Checked in with Freya this evening for a Love Note, as it has been a couple of days since my last one. Instead, I received a nice little energy reweaving, and this message:

Tell them:

There is no road I cannot walk. No path I cannot follow.
No heart I cannot find. No trouble I cannot endure.

(For I have endured much trauma and turmoil already; such has been my fate.)

Come to me in your disillusionment, your anger, and your shame.
Offer these to me, and I will take them away.

Call to me when you find yourself shattered on the floor
and blood and tears your only witnesses–
when your pride and heart and bones are broken
call to me, and I will come.

Call to me in your fear and your loneliness.
Or call to me in your hope and your joy.
Either way, I will come. I will always come.

To heal and to allow yourself to be healed is to love, you know.
If you can, allow yourself be loved by me.

My Hall is Many-Seated; there is always room for one more. 🙂

Love, Freya.

17 thoughts on “Love notes from Freya, 6/7/15

  1. Reblogged this on Snakeskin and commented:
    Blessed and generous is my Lady. I read this poem then turned around and sobbed at Her shrine for a bit. It’s been a rough but good day.

    Also, I just impulsively made Frey a blue dick out of play-doh and put it on the window shrine He shares with Freyja. The image I have for Him is a magnet image of Michaelangelo’s David’s dick. Its awesome.

      • Indeed she does. 😀

        Ha! Good. I am glad to hear you say that. I initially put the pic up for hilarity’s sake and then I looked at the shrine last week and said “OH SHIT that’s Freyr’s isn’t it? Haaaay!”

      • 🙂 I think, aside from being funny, it’s the clear amount of time, effort, and reverence that Michelangelo put into the statue, plus the way it is honored today as a masterpiece, that makes it ok. YMMV.
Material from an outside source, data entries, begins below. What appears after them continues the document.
//! Fee-rate grids and fee arithmetic.
//!
//! Trigger and panic transactions are pre-signed at a whole grid of fee rates
//! so that at least one variant stays broadcastable if the fee market moves
//! after the vault is funded. Log spacing gives finer granularity at the low
//! rates that actually occur while still covering rare spikes.

use bitcoin::Amount;
use thiserror::Error;

/// Upper bound on a single fee rate, in sat/vB.
pub const MAX_RATE: f64 = 1_000_000.0;

/// Upper bound on the number of grid points.
pub const MAX_SAMPLES: usize = 100_000;

#[derive(Error, Debug)]
pub enum FeeError {
    #[error("invalid sampling parameter: {0}")]
    InvalidParameter(String),
}

/// Generate a monotonic grid of exactly `count` fee rates spanning
/// `[min_rate, max_rate]`.
///
/// The first value is exactly `min_rate` and the last exactly `max_rate`.
/// Log mode steps by the constant factor `(max/min)^(1/(count-1))`, linear
/// mode by a constant additive step.
pub fn sample_rates(
    min_rate: f64,
    max_rate: f64,
    count: usize,
    log_scale: bool,
) -> Result<Vec<f64>, FeeError> {
    if !min_rate.is_finite() || !max_rate.is_finite() {
        return Err(FeeError::InvalidParameter("rates must be finite".into()));
    }
    if min_rate < 1.0 || min_rate > max_rate || max_rate > MAX_RATE {
        return Err(FeeError::InvalidParameter(format!(
            "rates must satisfy 1 <= {} <= {} <= {}",
            min_rate, max_rate, MAX_RATE
        )));
    }
    if !(2..=MAX_SAMPLES).contains(&count) {
        return Err(FeeError::InvalidParameter(format!(
            "sample count {} outside [2, {}]",
            count, MAX_SAMPLES
        )));
    }

    let mut rates = Vec::with_capacity(count);
    if log_scale {
        let factor = (max_rate / min_rate).powf(1.0 / (count - 1) as f64);
        let mut rate = min_rate;
        for _ in 0..count - 1 {
            rates.push(rate);
            rate *= factor;
        }
    } else {
        let step = (max_rate - min_rate) / (count - 1) as f64;
        for i in 0..count - 1 {
            rates.push(min_rate + step * i as f64);
        }
    }
    // Close the grid on the exact ceiling, not an accumulated approximation.
    rates.push(max_rate);

    Ok(rates)
}

/// Miner fee for a transaction of `vsize` virtual bytes at `rate` sat/vB,
/// rounded up to a whole satoshi.
pub fn fee_for_vsize(rate: f64, vsize: usize) -> Amount {
    Amount::from_sat((rate * vsize as f64).ceil() as u64)
}
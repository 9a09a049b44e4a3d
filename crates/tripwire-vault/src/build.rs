//! Vault construction.
//!
//! Builds the full pre-signed tree for one vault: the funding transaction,
//! one trigger per sampled fee rate and one panic per trigger per sampled
//! fee rate, `1 + S + S²` transactions in total. Mid-build state is never
//! observable: a build either returns a complete [`Vault`] or one of the
//! closed set of [`BuildError`] outcomes, and cancellation discards
//! everything.
//!
//! The builder runs on one logical thread of control. Its only suspension
//! points are the cooperative progress checks (every ten signatures) and
//! calls into the injected capabilities; callers must not run two builds
//! for the same vault concurrently.

use std::collections::HashMap;
use std::time::{SystemTime, UNIX_EPOCH};

use bitcoin::absolute::LockTime;
use bitcoin::consensus::encode;
use bitcoin::secp256k1::{Secp256k1, SecretKey};
use bitcoin::transaction::Version;
use bitcoin::{
    Address, Amount, CompressedPublicKey, Network, OutPoint, PublicKey, ScriptBuf, Sequence,
    Transaction, TxIn, TxOut, Txid, Witness,
};
use miniscript::descriptor::{DefiniteDescriptorKey, DescriptorPublicKey};
use miniscript::Descriptor;
use rand::thread_rng;
use thiserror::Error;

use tripwire_core::fee::{fee_for_vsize, sample_rates};
use tripwire_core::select::{CoinSelector, SelectError, SelectionMode, SelectionRequest};
use tripwire_core::utxo::UtxosData;

use crate::estimate::split_transaction_amount;
use crate::model::{TriggerEntry, TxMeta, Vault};
use crate::policy::{LockBlocks, TriggerPolicy};
use crate::registry::VaultIdAllocator;
use crate::sign::{sign_p2wpkh, sign_p2wsh, Signer};
use crate::weights::{panic_vsize, trigger_vsize};

/// Signatures between two cooperative cancellation checks.
const PROGRESS_INTERVAL: usize = 10;

/// The closed set of build outcomes besides success.
#[derive(Error, Debug)]
pub enum BuildError {
    /// Coin selection found no feasible input/output assignment.
    #[error("coin selection found no feasible assignment")]
    CoinSelect,

    /// A required output would fall to or below its dust threshold.
    #[error("not enough funds: {0}")]
    NotEnoughFunds(String),

    /// The caller's progress callback asked to stop.
    #[error("build cancelled by caller")]
    UserCancel,

    /// Anything unexpected. The cause is logged for diagnosis but never
    /// becomes vault state.
    #[error("vault construction failed unexpectedly: {0}")]
    Unknown(anyhow::Error),
}

/// Everything one build needs besides the injected capabilities.
#[derive(Debug, Clone)]
pub struct BuildRequest {
    /// Total transaction amount to lock; the service cut comes out of it
    /// per the split rule.
    pub amount: Amount,
    /// Key gating the delayed unvault path.
    pub unvault_key: PublicKey,
    /// Number of fee-rate grid points (S).
    pub samples: usize,
    /// Fee rate for the vault transaction and the grid floor, sat/vB.
    pub fee_rate: f64,
    /// Service fee in basis points of the total amount; 0 disables it.
    pub service_fee_rate: u32,
    /// Grid ceiling: the highest rate a trigger/panic pair is pre-signed for.
    pub fee_rate_ceiling: f64,
    /// Pre-committed recovery destination for panic transactions.
    pub cold_address: Address,
    /// Descriptor whose index-0 script receives vault-tx change.
    pub change_descriptor: Descriptor<DescriptorPublicKey>,
    pub service_address: Address,
    pub lock_blocks: LockBlocks,
    /// Candidate coins; never mutated.
    pub coins: UtxosData,
}

/// Assembles pre-signed vault trees from injected capabilities.
pub struct VaultBuilder<'a> {
    network: Network,
    selector: &'a dyn CoinSelector,
    signer: &'a dyn Signer,
    allocator: &'a dyn VaultIdAllocator,
}

/// Cooperative progress/cancellation bookkeeping.
struct Progress<'a> {
    done: usize,
    total: usize,
    since_checkpoint: usize,
    on_progress: &'a mut dyn FnMut(f64) -> bool,
}

impl<'a> Progress<'a> {
    fn new(total: usize, on_progress: &'a mut dyn FnMut(f64) -> bool) -> Self {
        Self {
            done: 0,
            total: total.max(1),
            since_checkpoint: 0,
            on_progress,
        }
    }

    fn checkpoint(&mut self) -> Result<(), BuildError> {
        self.since_checkpoint = 0;
        if (self.on_progress)(self.done as f64 / self.total as f64) {
            Ok(())
        } else {
            Err(BuildError::UserCancel)
        }
    }

    fn signed(&mut self) -> Result<(), BuildError> {
        self.done += 1;
        self.since_checkpoint += 1;
        if self.since_checkpoint >= PROGRESS_INTERVAL {
            self.checkpoint()
        } else {
            Ok(())
        }
    }
}
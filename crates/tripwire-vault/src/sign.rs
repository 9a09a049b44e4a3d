//! Signer capability and sighash helpers.
//!
//! The builder signs the caller's coins through the injected [`Signer`];
//! the wallet's keys never pass through this crate. The vault and panic keys
//! are different: the builder generates them itself and signs with the
//! helpers below.

use std::collections::HashMap;

use bitcoin::hashes::Hash;
use bitcoin::secp256k1::{All, Message, Secp256k1, SecretKey};
use bitcoin::sighash::{EcdsaSighashType, SighashCache};
use bitcoin::{Amount, CompressedPublicKey, Script, ScriptBuf, Transaction, TxOut, Witness};
use thiserror::Error;

#[derive(Error, Debug)]
pub enum SignError {
    #[error("no key known for output script {0}")]
    UnknownScript(String),

    #[error("sighash computation failed: {0}")]
    Sighash(String),

    #[error("signer backend failed: {0}")]
    Backend(String),
}

/// Produces a final witness for one input. Opaque to the core beyond
/// "yields a valid witness for this input".
pub trait Signer {
    fn sign_input(
        &self,
        tx: &Transaction,
        input_index: usize,
        prevout: &TxOut,
    ) -> Result<Witness, SignError>;
}

/// In-memory signer for wallets holding plain P2WPKH keys.
pub struct SoftwareSigner {
    secp: Secp256k1<All>,
    keys: HashMap<ScriptBuf, SecretKey>,
}

impl SoftwareSigner {
    pub fn new() -> Self {
        Self {
            secp: Secp256k1::new(),
            keys: HashMap::new(),
        }
    }

    /// Register a key; coins paying its P2WPKH script become signable.
    pub fn add_key(&mut self, secret: SecretKey) {
        let pubkey = CompressedPublicKey(secret.public_key(&self.secp));
        let script = ScriptBuf::new_p2wpkh(&pubkey.wpubkey_hash());
        self.keys.insert(script, secret);
    }
}

impl Default for SoftwareSigner {
    fn default() -> Self {
        Self::new()
    }
}

impl Signer for SoftwareSigner {
    fn sign_input(
        &self,
        tx: &Transaction,
        input_index: usize,
        prevout: &TxOut,
    ) -> Result<Witness, SignError> {
        let secret = self
            .keys
            .get(&prevout.script_pubkey)
            .ok_or_else(|| SignError::UnknownScript(prevout.script_pubkey.to_hex_string()))?;
        sign_p2wpkh(&self.secp, tx, input_index, prevout.value, secret)
    }
}

/// Sign a P2WPKH input and assemble its `[sig, pubkey]` witness.
pub fn sign_p2wpkh(
    secp: &Secp256k1<All>,
    tx: &Transaction,
    input_index: usize,
    value: Amount,
    secret: &SecretKey,
) -> Result<Witness, SignError> {
    let pubkey = CompressedPublicKey(secret.public_key(secp));
    let mut cache = SighashCache::new(tx);

    let sighash = cache
        .p2wpkh_signature_hash(
            input_index,
            &ScriptBuf::new_p2wpkh(&pubkey.wpubkey_hash()),
            value,
            EcdsaSighashType::All,
        )
        .map_err(|e| SignError::Sighash(e.to_string()))?;

    let msg = Message::from_digest(sighash.to_byte_array());
    let signature = bitcoin::ecdsa::Signature::sighash_all(secp.sign_ecdsa(&msg, secret));

    Ok(Witness::from_slice(&[
        signature.to_vec(),
        pubkey.0.serialize().to_vec(),
    ]))
}

/// Sign a P2WSH input against its witness script; the caller assembles the
/// witness stack (the stack shape depends on the spending path).
pub fn sign_p2wsh(
    secp: &Secp256k1<All>,
    tx: &Transaction,
    input_index: usize,
    witness_script: &Script,
    value: Amount,
    secret: &SecretKey,
) -> Result<bitcoin::ecdsa::Signature, SignError> {
    let mut cache = SighashCache::new(tx);

    let sighash = cache
        .p2wsh_signature_hash(input_index, witness_script, value, EcdsaSighashType::All)
        .map_err(|e| SignError::Sighash(e.to_string()))?;

    let msg = Message::from_digest(sighash.to_byte_array());
    Ok(bitcoin::ecdsa::Signature::sighash_all(
        secp.sign_ecdsa(&msg, secret),
    ))
}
      • *strokes chin thoughtfully* I use pop culture to honour my deities at times so using Michelangelo’s David to help me understand Freyr better is a-ok by me

  2. My life since January has been utterly upheaval. I feel exactly like Freya describes through you: broken, shamed, angry, disillusioned. If she wants those, she can have them, along with all the amber I can afford to put on her altar (that I obviously need to build). This has brought tears to my eyes, and such a sense of relief as I can’t begin to describe.

    Odin and Freya, recruiters for heathenism….oh yes. I’ve been avoiding Odin for nigh on 20 years. I owe him a sacrifice. He’s still waiting, but it’s more than that. I get the feeling it’s time to … come home?

    • *hugs* Yep, sounds like it’s time to come home. Best to start with Freya, I’d say; sounds like She is just ready and waiting for you. (But we can all only avoid Odin for so long–trust me, I know.)

      One of the most important things to know about my Lady, in my opinion–She loves you and values you even more for living through and surviving whatever turmoil it is that you have gone through, whether it was done voluntarily, or gracefully, or kicking and screaming the whole way… it doesn’t matter to Her. And I know from personal experience that the huge font of love that She has to draw from is both overwhelming and endless, you just need to ask.